On a recent day trip along the South Australian section of the Mallee Highway I stopped off at Peake to photograph the silo there. Peake is a grain receival centre on the rail line from Tailem Bend to Ouyen and like so many of the tiny settlements in the Mallee’s wheatlands it’s presence in the landscape is signalled by a cluster of cylindrical grain silos and a few modest cottages.
After, the photoshoot, whilst having my lunch on the picnic table in the public garden, I started thinking about the traditional split between modernist ‘art photography’ and documentary photography in the 1930s period.The duality of art’ versus ‘documentary’ basically means documentary as social critique and not initially intended as art within the institutional art gallery context. Traces of this duality remain today, even though documentary photography since the 1980s has lost much of its critical function and many documentary photographs were recuperated by the art gallery and sold as art. Documentary photographs are deemed have been taken straight from life and are seen as a truthful depiction of the world because it avoided the personal, subjective expression of media such as painting. The ethos is one of using the camera as an objective means of recording subjects that documented rather than interpreted. Photographic documents aspired to a ‘straight’ photographic style – direct and unmediated – that described ‘facts’ in a neutral, objective way.

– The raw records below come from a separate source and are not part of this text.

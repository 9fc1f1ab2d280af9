use thiserror::Error;

/// Errors raised while running a federated fit or one of its rounds.
///
/// All of them are reported synchronously to the caller of `fit`. None are
/// retried: they describe configuration mistakes or data-quality faults.
#[derive(Debug, Error)]
pub enum FedSpcaError {
    #[error("shape mismatch in {context}: expected {expected:?}, got {actual:?}")]
    ShapeMismatch {
        context: String,
        expected: (usize, usize),
        actual: (usize, usize),
    },

    #[error("empty input: {0}")]
    EmptyInput(String),

    #[error("mask is not orthogonal: max |M·Mᵗ - I| = {deviation:e}")]
    NonOrthogonalMask { deviation: f64 },

    #[error("singular matrix: {0}")]
    SingularMatrix(String),

    #[error("party {party} did not contribute to the aggregation round")]
    MissingContribution { party: usize },

    #[error("unrecognized kernel '{0}'")]
    UnrecognizedKernel(String),

    #[error("invalid configuration: {0}")]
    InvalidConfiguration(String),

    #[error("model must be fitted first")]
    NotFitted,

    #[error("{routine} failed: {message}")]
    Backend {
        routine: &'static str,
        message: String,
    },
}

impl FedSpcaError {
    pub(crate) fn shape(
        context: impl Into<String>,
        expected: (usize, usize),
        actual: (usize, usize),
    ) -> Self {
        FedSpcaError::ShapeMismatch {
            context: context.into(),
            expected,
            actual,
        }
    }

    pub(crate) fn backend(routine: &'static str, err: impl std::fmt::Display) -> Self {
        FedSpcaError::Backend {
            routine,
            message: err.to_string(),
        }
    }
}

pub type Result<T> = std::result::Result<T, FedSpcaError>;
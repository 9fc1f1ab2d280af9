pub mod aggregation;
pub mod clustering;
pub mod eigen;
pub mod error;
pub mod kernel;
pub mod masking;
pub mod spca;
pub mod utils;

pub use aggregation::Aggregation;
pub use aggregation::SecureAggregator;
pub use eigen::EigenResult;
pub use error::FedSpcaError;
pub use error::Result;
pub use kernel::Kernel;
pub use masking::MaskSet;
pub use spca::FederatedSpca;
pub use spca::FederatedSpcaBuilder;
pub use spca::Formulation;
pub use spca::SpcaModel;
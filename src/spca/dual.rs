use super::standard::global_mean;
use super::FederatedSpca;
use crate::eigen::{cholesky_lower, EigenResult, EigenSubset};
use crate::error::{FedSpcaError, Result};
use crate::masking::check_mask;
use crate::utils::{validate_partition, vstack};
use log::debug;
use ndarray::{s, Array1, Array2, ArrayView2, Axis};
use rand::Rng;
use rayon::prelude::*;

/// Dual SPCA: the server sees `P·Xᵗ·H` and solves the `n × n` problem
/// `ψᵗ·ψ` with `ψ = P·Xᵗ·H·Δ` and `Δ·Δᵗ = L + I`. Eigenvectors are mapped
/// back to (masked) feature space as `ψ·v / √λ`.
///
/// Also returns the global feature mean, aggregated like the standard
/// formulation does, so new data is centred the same way at projection.
pub(super) fn fit<R: Rng>(
    spca: &FederatedSpca,
    xs: &[Array2<f64>],
    ys: &[Array2<f64>],
    p: ArrayView2<f64>,
    rng: &mut R,
) -> Result<(EigenResult, Array1<f64>)> {
    let partition = validate_partition(xs, ys)?;
    let n = partition.n_samples();
    check_mask("shared feature mask P", p, partition.n_features, spca.validate_masks)?;

    let masked: Vec<Array2<f64>> = xs.par_iter().map(|x| p.dot(&x.t())).collect();
    let mut pxh = Array2::zeros((partition.n_features, n));
    for (block, offset) in masked.iter().zip(partition.offsets()) {
        pxh.slice_mut(s![.., offset..offset + block.ncols()])
            .assign(block);
    }
    // right-multiplying by H centres every feature row across samples
    for mut row in pxh.rows_mut() {
        let mean = row.mean().unwrap_or(0.0);
        row.mapv_inplace(|v| v - mean);
    }
    debug!("server concatenated PXH {:?}", pxh.dim());

    let mean = global_mean(xs, spca.aggregation, rng)?;

    let y = vstack(ys)?;
    let mut bracket = spca.label_kernel.gram(y.view())?;
    bracket += &Array2::eye(n);
    let delta = cholesky_lower(bracket.view())?;
    let psi = pxh.dot(&delta);

    let gram = psi.t().dot(&psi);
    let raw = spca.solver.symmetric(gram.view(), spca.subset())?;

    let largest = raw.eigenvalues.iter().cloned().fold(0.0, f64::max);
    let floor = spca.eps * largest.max(1.0);
    let keep: Vec<usize> = match spca.subset() {
        EigenSubset::All => (0..raw.n_components())
            .filter(|&i| raw.eigenvalues[i] > floor)
            .collect(),
        EigenSubset::Top(_) => {
            if let Some(v) = raw.eigenvalues.iter().find(|&&v| v <= floor) {
                return Err(FedSpcaError::SingularMatrix(format!(
                    "requested dual eigenpair has eigenvalue {:e}, at or below the floor {:e}",
                    v, floor
                )));
            }
            (0..raw.n_components()).collect()
        }
    };
    if keep.is_empty() {
        return Err(FedSpcaError::SingularMatrix(
            "dual problem has no eigenvalue above the floor".into(),
        ));
    }
    debug!(
        "dual problem kept {} of {} eigenpairs",
        keep.len(),
        raw.n_components()
    );

    let eigenvalues = raw.eigenvalues.select(Axis(0), &keep);
    let mut eigenvectors = psi.dot(&raw.eigenvectors.select(Axis(1), &keep));
    for (mut column, &value) in eigenvectors.columns_mut().into_iter().zip(eigenvalues.iter()) {
        let scale = value.sqrt();
        column.mapv_inplace(|v| v / scale);
    }

    Ok((
        EigenResult {
            eigenvalues,
            eigenvectors,
        },
        mean,
    ))
}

After lunch I wandered around the hamlet/town to take a few snaps in the form of everyday, vernacular snapshots. One scene that I decided to scope was the local war memorial, which was at the eastern end of the public garden, just in front of the silo:
I assumed that though the two world wars passed quietly in the Mallee, those living there felt the need to establish a lasting memorial to those who had gone to fight for King and Country and to secure allegiances with the Mother Country. These war memorial sites of a once British Australia mourn and honour Australians who have served and died for their country. War memorials, such as this one at Peake, are the sacred places of settler Australia.
Ken Inglis, in his Sacred Places: War Memorials in the Australian Landscape, argues that the imagery, rituals and rhetoric generated around memorials constitute a civil religion, a cult of ANZAC. Sacred Places traces three elements which converged to create the cult: the special place of war in the European mind when nationalism was at its zenith; the colonial condition; and the death of so many young men in distant battle, which impelled the bereaved to make substitutes for the graves of which history had deprived them.
Today these memorials embody the Anzac Legend, which continues to lie at the centre of Australian identity. The Anzac Legend holds that Australian War Memorials represent the soul of the nation. The Legend’s current function and place within Australian culture is that of a creation story: it distills the Australian identity in one historical moment–the nation was born on the battlefields of Gallipoli. It is a creation story— nations are made in war—-but one that excludes the Frontier Wars in our Anzac Day commemorations.
As I wandered around the town the playing field on the other side of the Mallee Highway attracted me. It looked very spacious. So Maleko, who was accompanying me on the photo trip, and I went to explore it. A woman and child were playing on a swing in the playground next to the oval, so we gave them a wide birth. The scoreboard stood out—-signs of life in a town that, on the surface, appeared to be deserted.
The playing field looked to be a football oval rather than cricket one. What surprised me was substantiality of the club rooms, suggesting that this oval was the gathering place for the local regional community. The sports field is another kind of sacred place: <a href=”http://www synthroid 50 mcg.socialsciences.uwa.edu.au/__data/assets/pdf_file/0008/1859417/Tonts-.pdf”>sport binds the community together through contributing to community identity, sense of place, social interaction and good health.
When we are photographing the war memorials and sports fields in the Mallee we are not simply neutrally describing these mundane objects. These objects are endowed with meaning and they are so semiotically ladened that when we are photographing them we are also interpreting the culture of the region. Photographs apparently depicting mundane objects concomitantly function to convert the basic values of Mallee society. The photos taken are pictures and they become pictorial signs. When viewers looks at these pictures they are interpreting the pictorial meanings.
Although there is an indexical relation between the photographing the object, the traditional assumption that the photograph is so intimately associated with the singularity of the object depicted, that no distance is involved and so it could not even be considered to be a sign (eg., Fox Talbot’s conception of photography as the pencil of nature) needs to be rejected.